## How to complete this task
Please write out all of the entries exactly as they appear.

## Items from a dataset
────────────────────────────────────────
use chrono::Utc;
use jsonwebtoken::decode;
use jsonwebtoken::encode;
use jsonwebtoken::errors::ErrorKind;
use jsonwebtoken::Algorithm;
use jsonwebtoken::DecodingKey;
use jsonwebtoken::EncodingKey;
use jsonwebtoken::Header;
use jsonwebtoken::Validation;

use super::claims::TokenClaims;
use super::errors::TokenError;

/// Signs and verifies bearer tokens with HS256.
///
/// Keys are derived once from the process-wide secret; the handler is
/// immutable afterwards and safe to share across tasks.
pub struct TokenHandler {
    encoding_key: EncodingKey,
    decoding_key: DecodingKey,
    algorithm: Algorithm,
}

impl TokenHandler {
    /// Create a handler from the signing secret.
    ///
    /// # Errors
    /// * `EmptySecret` - Secret has no bytes
    pub fn new(secret: &[u8]) -> Result<Self, TokenError> {
        if secret.is_empty() {
            return Err(TokenError::EmptySecret);
        }

        Ok(Self {
            encoding_key: EncodingKey::from_secret(secret),
            decoding_key: DecodingKey::from_secret(secret),
            algorithm: Algorithm::HS256,
        })
    }

    /// Sign claims into a compact token string.
    ///
    /// # Errors
    /// * `EncodingFailed` - Serialization or signing failed
    pub fn issue(&self, claims: &TokenClaims) -> Result<String, TokenError> {
        encode(&Header::new(self.algorithm), claims, &self.encoding_key)
            .map_err(|e| TokenError::EncodingFailed(e.to_string()))
    }

    /// Verify signature and expiry, returning the embedded claims.
    ///
    /// # Errors
    /// * `InvalidSignature` - Token was not signed with this secret
    /// * `Expired` - Current time is at or past `exp`
    /// * `Malformed` - Token cannot be parsed or lacks required claims
    pub fn verify(&self, token: &str) -> Result<TokenClaims, TokenError> {
        let mut validation = Validation::new(self.algorithm);
        validation.leeway = 0;
        validation.set_required_spec_claims(&["exp"]);

        let claims = decode::<TokenClaims>(token, &self.decoding_key, &validation)
            .map(|data| data.claims)
            .map_err(|e| match e.kind() {
                ErrorKind::ExpiredSignature => TokenError::Expired,
                ErrorKind::InvalidSignature => TokenError::InvalidSignature,
                _ => TokenError::Malformed(e.to_string()),
            })?;

        // jsonwebtoken still accepts a token during its `exp` second
        if claims.is_expired(Utc::now().timestamp()) {
            return Err(TokenError::Expired);
        }

        Ok(claims)
    }
}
────────────────────────────────────────
## Expected answer
use chrono::Utc;
use jsonwebtoken::decode;
use jsonwebtoken::encode;
use jsonwebtoken::errors::ErrorKind;
use jsonwebtoken::Algorithm;
use jsonwebtoken::DecodingKey;
use jsonwebtoken::EncodingKey;
use jsonwebtoken::Header;
use jsonwebtoken::Validation;

use super::claims::TokenClaims;
use super::errors::TokenError;

/// Signs and verifies bearer tokens with HS256.
///
/// Keys are derived once from the process-wide secret; the handler is
/// immutable afterwards and safe to share across tasks.
pub struct TokenHandler {
    encoding_key: EncodingKey,
    decoding_key: DecodingKey,
    algorithm: Algorithm,
}

impl TokenHandler {
    /// Create a handler from the signing secret.
    ///
    /// # Errors
    /// * `EmptySecret` - Secret has no bytes
    pub fn new(secret: &[u8]) -> Result<Self, TokenError> {
        if secret.is_empty() {
            return Err(TokenError::EmptySecret);
        }

        Ok(Self {
            encoding_key: EncodingKey::from_secret(secret),
            decoding_key: DecodingKey::from_secret(secret),
            algorithm: Algorithm::HS256,
        })
    }

    /// Sign claims into a compact token string.
    ///
    /// # Errors
    /// * `EncodingFailed` - Serialization or signing failed
    pub fn issue(&self, claims: &TokenClaims) -> Result<String, TokenError> {
        encode(&Header::new(self.algorithm), claims, &self.encoding_key)
            .map_err(|e| TokenError::EncodingFailed(e.to_string()))
    }

    /// Verify signature and expiry, returning the embedded claims.
    ///
    /// # Errors
    /// * `InvalidSignature` - Token was not signed with this secret
    /// * `Expired` - Current time is at or past `exp`
    /// * `Malformed` - Token cannot be parsed or lacks required claims
    pub fn verify(&self, token: &str) -> Result<TokenClaims, TokenError> {
        let mut validation = Validation::new(self.algorithm);
        validation.leeway = 0;
        validation.set_required_spec_claims(&["exp"]);

        let claims = decode::<TokenClaims>(token, &self.decoding_key, &validation)
            .map(|data| data.claims)
            .map_err(|e| match e.kind() {
                ErrorKind::ExpiredSignature => TokenError::Expired,
                ErrorKind::InvalidSignature => TokenError::InvalidSignature,
                _ => TokenError::Malformed(e.to_string()),
            })?;

        // jsonwebtoken still accepts a token during its `exp` second
        if claims.is_expired(Utc::now().timestamp()) {
            return Err(TokenError::Expired);
        }

        Ok(claims)
    }
}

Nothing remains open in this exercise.